Families with incarcerated members can face paying as much as $2.40 a minute and $17 for a 15-minute call to their loved ones. But now Federal Communications Commission (FCC) Chairman Tom Wheeler wants to cap the rates for all types of phone calls made to prisons to make them “just, reasonable, and fair,” including local, long-distance, and international calls.
The commission has already capped how much phone companies can charge per minute for people calling prisons across state boundaries. In a fact sheet released on Thursday, Wheeler proposes caps that ensure a 15-minute call costs no more than $1.65 when made to prisons both within a state or between states. The caps would be tiered so that state and federal prisons have the lowest rate, while smaller jails can go higher: 11 cents a minute for calls to prisons, 14 cents a minute for the largest jails, 16 cents a minute for jails with 350–999 inmates, and 22 cents a minute for jails smaller than that. Except for the rate for the smallest jails, all of the rates are “substantially lower,” the fact sheet points out, than the current 21 cents a minute cap on interstate calls. Advocates have pushed for an even bigger decrease, however, asking the commission to impose a flat rate of 7 cents a minute for all calls.
The FCC would also ban providers from charge a flat rate for calls up to 15 minutes long regardless of how long an inmate is actually on the phone. The memo also proposes banning or limiting some fees callers face: All ancillary service charges would be prohibited except for automated payment charges up to $3, payments through a live agent up to $5.95, and paper bill fees up to $2.

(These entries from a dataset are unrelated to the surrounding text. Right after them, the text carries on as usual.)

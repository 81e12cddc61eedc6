//! Where delivered messages go.

use std::sync::mpsc::{self, Receiver, SyncSender};

use thiserror::Error;

use crate::message::Message;

/// The consumer went away; the watcher stops producing.
#[derive(Error, Debug, Clone, Copy, PartialEq, Eq)]
#[error("delivery sink closed")]
pub struct SinkClosed;

pub trait Delivery: Send {
    fn deliver(&mut self, message: Message) -> Result<(), SinkClosed>;
}

/// Bounded queue. A full queue blocks the watcher until the consumer drains it.
impl Delivery for SyncSender<Message> {
    fn deliver(&mut self, message: Message) -> Result<(), SinkClosed> {
        self.send(message).map_err(|_| SinkClosed)
    }
}

/// Runs a handler on the polling thread, one message at a time.
pub struct Callback<F> {
    handler: F,
}

impl<F> Callback<F>
where
    F: FnMut(Message) + Send,
{
    pub fn new(handler: F) -> Self {
        Self { handler }
    }
}

impl<F> Delivery for Callback<F>
where
    F: FnMut(Message) + Send,
{
    fn deliver(&mut self, message: Message) -> Result<(), SinkClosed> {
        (self.handler)(message);
        Ok(())
    }
}

/// Creates a bounded message queue. A zero capacity is raised to 1.
pub fn channel(capacity: usize) -> (SyncSender<Message>, Receiver<Message>) {
    mpsc::sync_channel(capacity.max(1))
}

#[cfg(test)]
mod tests {
    use super::*;
    use crate::message::Header;
    use std::sync::atomic::{AtomicBool, Ordering};
    use std::sync::Arc;
    use std::thread;
    use std::time::Duration;

    fn message(uid: u32) -> Message {
        Message::new(uid, Header::new(), Vec::new())
    }

    #[test]
    fn test_channel_delivers_in_order() {
        let (mut tx, rx) = channel(4);
        tx.deliver(message(1)).unwrap();
        tx.deliver(message(2)).unwrap();
        assert_eq!(rx.recv().unwrap().uid(), 1);
        assert_eq!(rx.recv().unwrap().uid(), 2);
    }

    #[test]
    fn test_full_channel_blocks_instead_of_dropping() {
        let (mut tx, rx) = channel(1);
        tx.deliver(message(1)).unwrap();

        let done = Arc::new(AtomicBool::new(false));
        let done_flag = done.clone();
        let producer = thread::spawn(move || {
            let result = tx.deliver(message(2));
            done_flag.store(true, Ordering::SeqCst);
            result
        });

        thread::sleep(Duration::from_millis(200));
        assert!(!done.load(Ordering::SeqCst), "second delivery should block");

        assert_eq!(rx.recv().unwrap().uid(), 1);
        assert!(producer.join().unwrap().is_ok());
        assert!(done.load(Ordering::SeqCst));
        assert_eq!(rx.recv().unwrap().uid(), 2);
    }

    #[test]
    fn test_closed_channel() {
        let (mut tx, rx) = channel(0);
        drop(rx);
        let err = tx.deliver(message(1)).unwrap_err();
        assert_eq!(err, SinkClosed);
        assert_eq!(err.to_string(), "delivery sink closed");
    }

    #[test]
    fn test_callback_invokes_handler() {
        let mut seen = Vec::new();
        {
            let mut sink = Callback::new(|m: Message| seen.push(m.uid()));
            sink.deliver(message(5)).unwrap();
            sink.deliver(message(6)).unwrap();
        }
        assert_eq!(seen, vec![5, 6]);
    }
}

None of the changes would go into effect unless passed by the commission at its October 22 open meeting, and would be phased in 90 days later.
But they would mean significant relief for the families of those behind bars. More than a third of families with a loved one in prison have to go into debt to pay for phone calls and visits, adding to the overall financial burden of incarceration that two-thirds of families say interferes with affording their basic needs like food and housing.

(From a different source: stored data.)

//! The polling loop: fetch, deduplicate against the last seen UID, deliver.

use std::sync::{Arc, Condvar, Mutex, PoisonError};
use std::thread::{self, JoinHandle};
use std::time::Duration;

use crate::config::{AccountConfig, WatchConfig};
use crate::error::{WatchError, WatchResult};
use crate::message::{decode_batch, Message};
use crate::session::{ImapSession, MailSession};
use crate::sink::{self, Delivery};

/// Cooperative stop flag shared between a watcher and whoever controls it.
#[derive(Clone, Default)]
pub struct StopSignal {
    inner: Arc<(Mutex<bool>, Condvar)>,
}

impl StopSignal {
    pub fn new() -> Self {
        Self::default()
    }

    pub fn stop(&self) {
        let (lock, cvar) = &*self.inner;
        *lock.lock().unwrap_or_else(PoisonError::into_inner) = true;
        cvar.notify_all();
    }

    pub fn is_stopped(&self) -> bool {
        let (lock, _) = &*self.inner;
        *lock.lock().unwrap_or_else(PoisonError::into_inner)
    }

    /// Sleeps for `timeout` or until stopped, whichever comes first.
    /// Returns true if the signal was raised.
    pub fn wait(&self, timeout: Duration) -> bool {
        let (lock, cvar) = &*self.inner;
        let guard = lock.lock().unwrap_or_else(PoisonError::into_inner);
        let (guard, _) = cvar
            .wait_timeout_while(guard, timeout, |stopped| !*stopped)
            .unwrap_or_else(PoisonError::into_inner);
        *guard
    }
}

#[derive(Debug, Clone, Copy, PartialEq, Eq)]
pub struct WatchState {
    /// Highest UID seen so far. `None` until the baseline is established.
    pub last_seen: Option<u32>,
    pub window: u32,
}

impl Default for WatchState {
    fn default() -> Self {
        Self { last_seen: None, window: 1 }
    }
}

#[derive(Debug, Clone, Copy)]
struct Backoff {
    after: u32,
    max: Duration,
    failures: u32,
}

impl Backoff {
    fn delay(&self, interval: Duration) -> Duration {
        if self.after == 0 || self.failures < self.after {
            return interval;
        }
        let exponent = (self.failures - self.after + 1).min(16);
        interval.saturating_mul(1u32 << exponent).min(self.max.max(interval))
    }
}

type ErrorHook = Box<dyn FnMut(&WatchError) + Send>;

pub struct MailWatcher<S: MailSession> {
    session: S,
    mailbox: String,
    filter: String,
    state: WatchState,
    backoff: Backoff,
    stop: StopSignal,
    on_error: Option<ErrorHook>,
}

impl MailWatcher<ImapSession> {
    /// Connects and logs in using a full configuration. Fails fast, no retry.
    pub fn start(config: &WatchConfig) -> WatchResult<Self> {
        config.validate()?;
        let session = ImapSession::open(&config.account, config.io_timeout())?;
        log::info!("Watcher started for {} on {}", config.mailbox, config.account.address());

        Ok(Self::from_session(session, &config.mailbox)
            .with_window(config.window)
            .with_filter(&config.filter)
            .with_backoff(config.backoff_after, config.max_backoff()))
    }

    /// Connects to `address` (`host:port`, implicit TLS) and logs in.
    pub fn connect(username: &str, password: &str, address: &str, mailbox: &str) -> WatchResult<Self> {
        let account = AccountConfig::from_address(username, password, address)?;
        let session = ImapSession::open(&account, None)?;
        log::info!("Watcher started for {} on {}", mailbox, address);
        Ok(Self::from_session(session, mailbox))
    }
}

impl<S: MailSession> MailWatcher<S> {
    /// Wraps a session that is already authenticated.
    pub fn from_session(session: S, mailbox: &str) -> Self {
        Self {
            session,
            mailbox: mailbox.to_string(),
            filter: "UNSEEN".to_string(),
            state: WatchState::default(),
            backoff: Backoff {
                after: 0,
                max: Duration::from_secs(900),
                failures: 0,
            },
            stop: StopSignal::new(),
            on_error: None,
        }
    }

    pub fn with_window(mut self, window: u32) -> Self {
        self.state.window = window.max(1);
        self
    }

    pub fn with_filter(mut self, filter: &str) -> Self {
        self.filter = filter.to_string();
        self
    }

    /// After `after` consecutive failed cycles, double the wait per further
    /// failure up to `max`. `after == 0` keeps a fixed interval.
    pub fn with_backoff(mut self, after: u32, max: Duration) -> Self {
        self.backoff.after = after;
        self.backoff.max = max;
        self
    }

    /// Called with every failed cycle. Failures never reach the message sink.
    pub fn on_error<F>(mut self, hook: F) -> Self
    where
        F: FnMut(&WatchError) + Send + 'static,
    {
        self.on_error = Some(Box::new(hook));
        self
    }

    pub fn mailbox(&self) -> &str {
        &self.mailbox
    }

    pub fn state(&self) -> WatchState {
        self.state
    }

    pub fn last_seen(&self) -> Option<u32> {
        self.state.last_seen
    }

    pub fn stop_signal(&self) -> StopSignal {
        self.stop.clone()
    }

    /// Selects the mailbox, optionally searches with `filter`, fetches the
    /// configured window and decodes it. Order is the session's (newest first).
    pub fn fetch_cycle(&mut self, filter: &str) -> WatchResult<Vec<Message>> {
        let info = self.session.select_mailbox(&self.mailbox)?;
        log::debug!("{} has {} messages", self.mailbox, info.exists);

        let scope = if filter.is_empty() {
            None
        } else {
            Some(self.session.search(filter)?)
        };

        let raws = self.session.fetch_recent(self.state.window, scope.as_ref())?;
        Ok(decode_batch(&raws))
    }

    /// Runs one tick. Returns the message to deliver, if any.
    pub fn poll(&mut self) -> Option<Message> {
        let filter = self.filter.clone();
        match self.fetch_cycle(&filter) {
            Ok(messages) => {
                self.backoff.failures = 0;
                self.observe(messages)
            }
            Err(e) => {
                self.backoff.failures = self.backoff.failures.saturating_add(1);
                log::warn!(
                    "Fetch cycle on {} failed ({} in a row): {}",
                    self.mailbox,
                    self.backoff.failures,
                    e
                );
                if let Some(hook) = self.on_error.as_mut() {
                    hook(&e);
                }
                None
            }
        }
    }

    fn observe(&mut self, messages: Vec<Message>) -> Option<Message> {
        let candidate = messages.into_iter().next()?;
        let uid = candidate.uid();

        match self.state.last_seen {
            None => {
                log::debug!("Baseline set at UID {}", uid);
                self.state.last_seen = Some(uid);
                None
            }
            Some(last) if uid > last => {
                log::debug!("New message UID {} (previous {})", uid, last);
                self.state.last_seen = Some(uid);
                Some(candidate)
            }
            Some(last) if uid == last => None,
            Some(last) => {
                // Newest match went away (read, moved or expunged); keep the high-water mark.
                log::debug!("Ignoring UID {} below last seen {}", uid, last);
                None
            }
        }
    }

    /// Logs out of the session.
    pub fn close(mut self) -> WatchResult<()> {
        self.session.logout()
    }

    fn run<D: Delivery>(mut self, mut sink: D, interval: Duration) {
        log::info!("Watching {} every {:?}", self.mailbox, interval);

        loop {
            let wait = self.backoff.delay(interval);
            if self.stop.wait(wait) {
                log::info!("Stop requested for {}", self.mailbox);
                break;
            }

            if let Some(message) = self.poll() {
                if sink.deliver(message).is_err() {
                    log::info!("Delivery sink for {} closed", self.mailbox);
                    break;
                }
            }
        }

        let mailbox = self.mailbox.clone();
        if let Err(e) = self.close() {
            log::error!("Failed to log out of {}: {}", mailbox, e);
        }
    }
}

impl<S: MailSession + 'static> MailWatcher<S> {
    /// Polls every `interval` on a background thread and delivers new
    /// messages to `sink`. At most one message is delivered per tick.
    pub fn watch<D>(self, sink: D, interval: Duration) -> WatchHandle
    where
        D: Delivery + 'static,
    {
        let signal = self.stop.clone();
        let thread = thread::spawn(move || self.run(sink, interval));
        WatchHandle {
            signal,
            thread: Some(thread),
        }
    }

    /// Like [`watch`](Self::watch), but calls `handler` on the current thread
    /// for every delivered message. Returns once the watcher stops, either
    /// through its [`StopSignal`] or because the session loop ended.
    pub fn watch_func<F>(self, interval: Duration, mut handler: F)
    where
        F: FnMut(Message),
    {
        let (tx, rx) = sink::channel(1);
        let handle = self.watch(tx, interval);

        for message in rx.iter() {
            handler(message);
        }

        handle.stop();
    }
}

/// Controls a background watcher. Dropping it stops the watcher.
pub struct WatchHandle {
    signal: StopSignal,
    thread: Option<JoinHandle<()>>,
}

impl WatchHandle {
    pub fn signal(&self) -> StopSignal {
        self.signal.clone()
    }

    pub fn is_finished(&self) -> bool {
        self.thread.as_ref().map_or(true, |thread| thread.is_finished())
    }

    /// Stops the watcher and waits for its thread. A delivery blocked on a
    /// full queue has to be drained by the consumer before this returns.
    pub fn stop(mut self) {
        self.shutdown();
    }

    /// Lets the watcher run unattended until its stop signal is raised.
    pub fn detach(mut self) {
        self.thread.take();
    }

    fn shutdown(&mut self) {
        if let Some(thread) = self.thread.take() {
            self.signal.stop();
            if let Err(e) = thread.join() {
                log::error!("Error joining watcher thread: {:?}", e);
            }
        }
    }
}

impl Drop for WatchHandle {
    fn drop(&mut self) {
        self.shutdown();
    }
}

Exorbitant phone costs have cropped up thanks to a previously largely unregulated industry that acts as a monopoly. As of 2012, 90 percent of incarcerated people were in a state that has an exclusive phone service agreement with one of just three companies: Global Tel*Link, Securus Technologies, or CenturyLink. The largest is Global Tel*Link, which has contracts with 27 state correctional departments that contain approximately 57 percent of the incarcerated population. It’s a more than billion-dollar industry.
The monopolies arise thanks to unique features of the market. In all but nine states, the bidding process for these companies to get contracts includes a promise that they will pay so-called “commissions,” which gives states incentives to pick those who offer the highest kickback, not the lowest rates. Fourteen service providers made $460 million in these payments in 2013. They’re so lucrative that the National Sheriffs’ Association has claimed it might not be able to afford to give prisoners phone call rights if commissions are ended.
Meanwhile, the consumers of the phone companies’ services, the families of the incarcerated, have no choice about what telephone system to use, as they have to make calls with whatever provider their state prison system selects.
Nine states have have ended the commission structure that led to kickbacks to private companies, and the cost of 15-minute phone calls in those states has dropped to as low as 66 cents. The FCC has also considered banning these payments to rein in phone rates. And some states, including Alabama, Minnesota, and New Jersey, have already lowered phone rates on their own.
Cheaper calls wouldn’t just ease a financial burden on families, but it could also have a positive impact on inmates. Studies have found a consistent association between steady family contact while people are incarcerated and lower recidivism rates when they get out.